Extracted material:
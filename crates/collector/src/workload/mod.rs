//! Workload normalization.
//!
//! Every supported kind is reduced to a [`WorkloadRecord`]: the requested CPU
//! and memory multiplied by the number of pod copies the workload runs, plus a
//! compliance classification of its containers' requests and limits.

mod quantity;

pub use quantity::{parse_cpu_millicores, parse_memory_mib};

use std::collections::BTreeMap;
use std::fmt;

use k8s_openapi::api::apps::v1::{DaemonSet, Deployment, StatefulSet};
use k8s_openapi::api::batch::v1::{Job, JobStatus};
use k8s_openapi::api::core::v1::{Container, PodTemplateSpec};
use k8s_openapi::apimachinery::pkg::api::resource::Quantity;
use k8s_openapi::apimachinery::pkg::apis::meta::v1::ObjectMeta;
use serde::{Deserialize, Serialize};

use crate::{window::Window, Error, Result};

#[derive(Debug, Clone, Copy, PartialEq, Eq, Hash, Serialize, Deserialize)]
pub enum WorkloadKind {
    Deployment,
    StatefulSet,
    DaemonSet,
    Job,
}

impl WorkloadKind {
    pub fn as_str(&self) -> &'static str {
        match self {
            WorkloadKind::Deployment => "Deployment",
            WorkloadKind::StatefulSet => "StatefulSet",
            WorkloadKind::DaemonSet => "DaemonSet",
            WorkloadKind::Job => "Job",
        }
    }
}

impl fmt::Display for WorkloadKind {
    fn fmt(&self, f: &mut fmt::Formatter<'_>) -> fmt::Result {
        f.write_str(self.as_str())
    }
}

#[derive(Debug, Clone, Copy, PartialEq, Eq, Serialize, Deserialize)]
#[serde(rename_all = "SCREAMING_SNAKE_CASE")]
pub enum ComplianceStatus {
    Ok,
    MissingRequests,
    MissingLimits,
    BothMissing,
}

impl ComplianceStatus {
    fn from_flags(missing_requests: bool, missing_limits: bool) -> Self {
        match (missing_requests, missing_limits) {
            (true, true) => ComplianceStatus::BothMissing,
            (true, false) => ComplianceStatus::MissingRequests,
            (false, true) => ComplianceStatus::MissingLimits,
            (false, false) => ComplianceStatus::Ok,
        }
    }
}

impl fmt::Display for ComplianceStatus {
    fn fmt(&self, f: &mut fmt::Formatter<'_>) -> fmt::Result {
        match self {
            ComplianceStatus::Ok => write!(f, "OK"),
            ComplianceStatus::MissingRequests => write!(f, "MISSING_REQUESTS"),
            ComplianceStatus::MissingLimits => write!(f, "MISSING_LIMITS"),
            ComplianceStatus::BothMissing => write!(f, "BOTH_MISSING"),
        }
    }
}

impl std::str::FromStr for ComplianceStatus {
    type Err = Error;

    fn from_str(s: &str) -> Result<Self> {
        match s {
            "OK" => Ok(ComplianceStatus::Ok),
            "MISSING_REQUESTS" => Ok(ComplianceStatus::MissingRequests),
            "MISSING_LIMITS" => Ok(ComplianceStatus::MissingLimits),
            "BOTH_MISSING" => Ok(ComplianceStatus::BothMissing),
            _ => Err(Error::Internal(format!("Invalid compliance status: {}", s))),
        }
    }
}

/// Resource demand of one workload within one run.
#[derive(Debug, Clone, PartialEq, Serialize, Deserialize)]
pub struct WorkloadRecord {
    pub namespace: String,
    pub kind: WorkloadKind,
    pub name: String,
    pub labels: BTreeMap<String, String>,
    pub cpu_mcpu: i64,
    pub mem_mib: i64,
    /// Hours the workload was active inside the window. `None` for
    /// long-running kinds, which are charged for the whole window.
    pub active_hours: Option<f64>,
    pub compliance: ComplianceStatus,
}

/// A raw manifest as listed from the cluster.
#[derive(Debug, Clone)]
pub enum Workload {
    Deployment(Deployment),
    StatefulSet(StatefulSet),
    DaemonSet(DaemonSet),
    Job(Job),
}

impl Workload {
    pub fn kind(&self) -> WorkloadKind {
        match self {
            Workload::Deployment(_) => WorkloadKind::Deployment,
            Workload::StatefulSet(_) => WorkloadKind::StatefulSet,
            Workload::DaemonSet(_) => WorkloadKind::DaemonSet,
            Workload::Job(_) => WorkloadKind::Job,
        }
    }

    pub fn metadata(&self) -> &ObjectMeta {
        match self {
            Workload::Deployment(d) => &d.metadata,
            Workload::StatefulSet(s) => &s.metadata,
            Workload::DaemonSet(ds) => &ds.metadata,
            Workload::Job(j) => &j.metadata,
        }
    }

    pub fn namespace(&self) -> Option<&str> {
        self.metadata().namespace.as_deref()
    }

    pub fn name(&self) -> Option<&str> {
        self.metadata().name.as_deref()
    }

    /// Reduces the manifest to a [`WorkloadRecord`] for `window`.
    pub fn normalize(&self, window: &Window) -> Result<WorkloadRecord> {
        let kind = self.kind();
        let meta = self.metadata();
        let name = meta
            .name
            .clone()
            .ok_or_else(|| Error::Manifest(format!("{} without metadata.name", kind)))?;
        let namespace = meta
            .namespace
            .clone()
            .ok_or_else(|| Error::Manifest(format!("{} {} without metadata.namespace", kind, name)))?;
        let missing = |field: &str| Error::Manifest(format!("{} {}/{} has no {}", kind, namespace, name, field));

        let (demand, active_hours) = match self {
            Workload::Deployment(d) => {
                let spec = d.spec.as_ref().ok_or_else(|| missing("spec"))?;
                let containers = pod_containers(&spec.template).ok_or_else(|| missing("pod template spec"))?;
                (sum_requests(containers, spec.replicas.unwrap_or(1))?, None)
            }
            Workload::StatefulSet(s) => {
                let spec = s.spec.as_ref().ok_or_else(|| missing("spec"))?;
                let containers = pod_containers(&spec.template).ok_or_else(|| missing("pod template spec"))?;
                (sum_requests(containers, spec.replicas.unwrap_or(1))?, None)
            }
            Workload::DaemonSet(ds) => {
                let spec = ds.spec.as_ref().ok_or_else(|| missing("spec"))?;
                let containers = pod_containers(&spec.template).ok_or_else(|| missing("pod template spec"))?;
                // A DaemonSet runs one pod per scheduled node.
                let nodes = ds.status.as_ref().map(|s| s.desired_number_scheduled).unwrap_or(0);
                (sum_requests(containers, nodes)?, None)
            }
            Workload::Job(j) => {
                let spec = j.spec.as_ref().ok_or_else(|| missing("spec"))?;
                let containers = pod_containers(&spec.template).ok_or_else(|| missing("pod template spec"))?;
                let hours = job_active_hours(j.status.as_ref(), window);
                (sum_requests(containers, spec.parallelism.unwrap_or(1))?, Some(hours))
            }
        };

        Ok(WorkloadRecord {
            namespace,
            kind,
            name,
            labels: meta.labels.clone().unwrap_or_default(),
            cpu_mcpu: demand.cpu_mcpu,
            mem_mib: demand.mem_mib,
            active_hours,
            compliance: demand.compliance,
        })
    }
}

Exercise goal: When you repeat the data, keep each line exactly as given.

Response to this task:
filename crates/collector/src/workload/mod.rs
//! Workload normalization.
//!
//! Every supported kind is reduced to a [`WorkloadRecord`]: the requested CPU
//! and memory multiplied by the number of pod copies the workload runs, plus a
//! compliance classification of its containers' requests and limits.

mod quantity;

pub use quantity::{parse_cpu_millicores, parse_memory_mib};

use std::collections::BTreeMap;
use std::fmt;

use k8s_openapi::api::apps::v1::{DaemonSet, Deployment, StatefulSet};
use k8s_openapi::api::batch::v1::{Job, JobStatus};
use k8s_openapi::api::core::v1::{Container, PodTemplateSpec};
use k8s_openapi::apimachinery::pkg::api::resource::Quantity;
use k8s_openapi::apimachinery::pkg::apis::meta::v1::ObjectMeta;
use serde::{Deserialize, Serialize};

use crate::{window::Window, Error, Result};

#[derive(Debug, Clone, Copy, PartialEq, Eq, Hash, Serialize, Deserialize)]
pub enum WorkloadKind {
    Deployment,
    StatefulSet,
    DaemonSet,
    Job,
}

impl WorkloadKind {
    pub fn as_str(&self) -> &'static str {
        match self {
            WorkloadKind::Deployment => "Deployment",
            WorkloadKind::StatefulSet => "StatefulSet",
            WorkloadKind::DaemonSet => "DaemonSet",
            WorkloadKind::Job => "Job",
        }
    }
}

impl fmt::Display for WorkloadKind {
    fn fmt(&self, f: &mut fmt::Formatter<'_>) -> fmt::Result {
        f.write_str(self.as_str())
    }
}

#[derive(Debug, Clone, Copy, PartialEq, Eq, Serialize, Deserialize)]
#[serde(rename_all = "SCREAMING_SNAKE_CASE")]
pub enum ComplianceStatus {
    Ok,
    MissingRequests,
    MissingLimits,
    BothMissing,
}

impl ComplianceStatus {
    fn from_flags(missing_requests: bool, missing_limits: bool) -> Self {
        match (missing_requests, missing_limits) {
            (true, true) => ComplianceStatus::BothMissing,
            (true, false) => ComplianceStatus::MissingRequests,
            (false, true) => ComplianceStatus::MissingLimits,
            (false, false) => ComplianceStatus::Ok,
        }
    }
}

impl fmt::Display for ComplianceStatus {
    fn fmt(&self, f: &mut fmt::Formatter<'_>) -> fmt::Result {
        match self {
            ComplianceStatus::Ok => write!(f, "OK"),
            ComplianceStatus::MissingRequests => write!(f, "MISSING_REQUESTS"),
            ComplianceStatus::MissingLimits => write!(f, "MISSING_LIMITS"),
            ComplianceStatus::BothMissing => write!(f, "BOTH_MISSING"),
        }
    }
}

impl std::str::FromStr for ComplianceStatus {
    type Err = Error;

    fn from_str(s: &str) -> Result<Self> {
        match s {
            "OK" => Ok(ComplianceStatus::Ok),
            "MISSING_REQUESTS" => Ok(ComplianceStatus::MissingRequests),
            "MISSING_LIMITS" => Ok(ComplianceStatus::MissingLimits),
            "BOTH_MISSING" => Ok(ComplianceStatus::BothMissing),
            _ => Err(Error::Internal(format!("Invalid compliance status: {}", s))),
        }
    }
}

/// Resource demand of one workload within one run.
#[derive(Debug, Clone, PartialEq, Serialize, Deserialize)]
pub struct WorkloadRecord {
    pub namespace: String,
    pub kind: WorkloadKind,
    pub name: String,
    pub labels: BTreeMap<String, String>,
    pub cpu_mcpu: i64,
    pub mem_mib: i64,
    /// Hours the workload was active inside the window. `None` for
    /// long-running kinds, which are charged for the whole window.
    pub active_hours: Option<f64>,
    pub compliance: ComplianceStatus,
}

/// A raw manifest as listed from the cluster.
#[derive(Debug, Clone)]
pub enum Workload {
    Deployment(Deployment),
    StatefulSet(StatefulSet),
    DaemonSet(DaemonSet),
    Job(Job),
}

impl Workload {
    pub fn kind(&self) -> WorkloadKind {
        match self {
            Workload::Deployment(_) => WorkloadKind::Deployment,
            Workload::StatefulSet(_) => WorkloadKind::StatefulSet,
            Workload::DaemonSet(_) => WorkloadKind::DaemonSet,
            Workload::Job(_) => WorkloadKind::Job,
        }
    }

    pub fn metadata(&self) -> &ObjectMeta {
        match self {
            Workload::Deployment(d) => &d.metadata,
            Workload::StatefulSet(s) => &s.metadata,
            Workload::DaemonSet(ds) => &ds.metadata,
            Workload::Job(j) => &j.metadata,
        }
    }

    pub fn namespace(&self) -> Option<&str> {
        self.metadata().namespace.as_deref()
    }

    pub fn name(&self) -> Option<&str> {
        self.metadata().name.as_deref()
    }

    /// Reduces the manifest to a [`WorkloadRecord`] for `window`.
    pub fn normalize(&self, window: &Window) -> Result<WorkloadRecord> {
        let kind = self.kind();
        let meta = self.metadata();
        let name = meta
            .name
            .clone()
            .ok_or_else(|| Error::Manifest(format!("{} without metadata.name", kind)))?;
        let namespace = meta
            .namespace
            .clone()
            .ok_or_else(|| Error::Manifest(format!("{} {} without metadata.namespace", kind, name)))?;
        let missing = |field: &str| Error::Manifest(format!("{} {}/{} has no {}", kind, namespace, name, field));

        let (demand, active_hours) = match self {
            Workload::Deployment(d) => {
                let spec = d.spec.as_ref().ok_or_else(|| missing("spec"))?;
                let containers = pod_containers(&spec.template).ok_or_else(|| missing("pod template spec"))?;
                (sum_requests(containers, spec.replicas.unwrap_or(1))?, None)
            }
            Workload::StatefulSet(s) => {
                let spec = s.spec.as_ref().ok_or_else(|| missing("spec"))?;
                let containers = pod_containers(&spec.template).ok_or_else(|| missing("pod template spec"))?;
                (sum_requests(containers, spec.replicas.unwrap_or(1))?, None)
            }
            Workload::DaemonSet(ds) => {
                let spec = ds.spec.as_ref().ok_or_else(|| missing("spec"))?;
                let containers = pod_containers(&spec.template).ok_or_else(|| missing("pod template spec"))?;
                // A DaemonSet runs one pod per scheduled node.
                let nodes = ds.status.as_ref().map(|s| s.desired_number_scheduled).unwrap_or(0);
                (sum_requests(containers, nodes)?, None)
            }
            Workload::Job(j) => {
                let spec = j.spec.as_ref().ok_or_else(|| missing("spec"))?;
                let containers = pod_containers(&spec.template).ok_or_else(|| missing("pod template spec"))?;
                let hours = job_active_hours(j.status.as_ref(), window);
                (sum_requests(containers, spec.parallelism.unwrap_or(1))?, Some(hours))
            }
        };

        Ok(WorkloadRecord {
            namespace,
            kind,
            name,
            labels: meta.labels.clone().unwrap_or_default(),
            cpu_mcpu: demand.cpu_mcpu,
            mem_mib: demand.mem_mib,
            active_hours,
            compliance: demand.compliance,
        })
    }
}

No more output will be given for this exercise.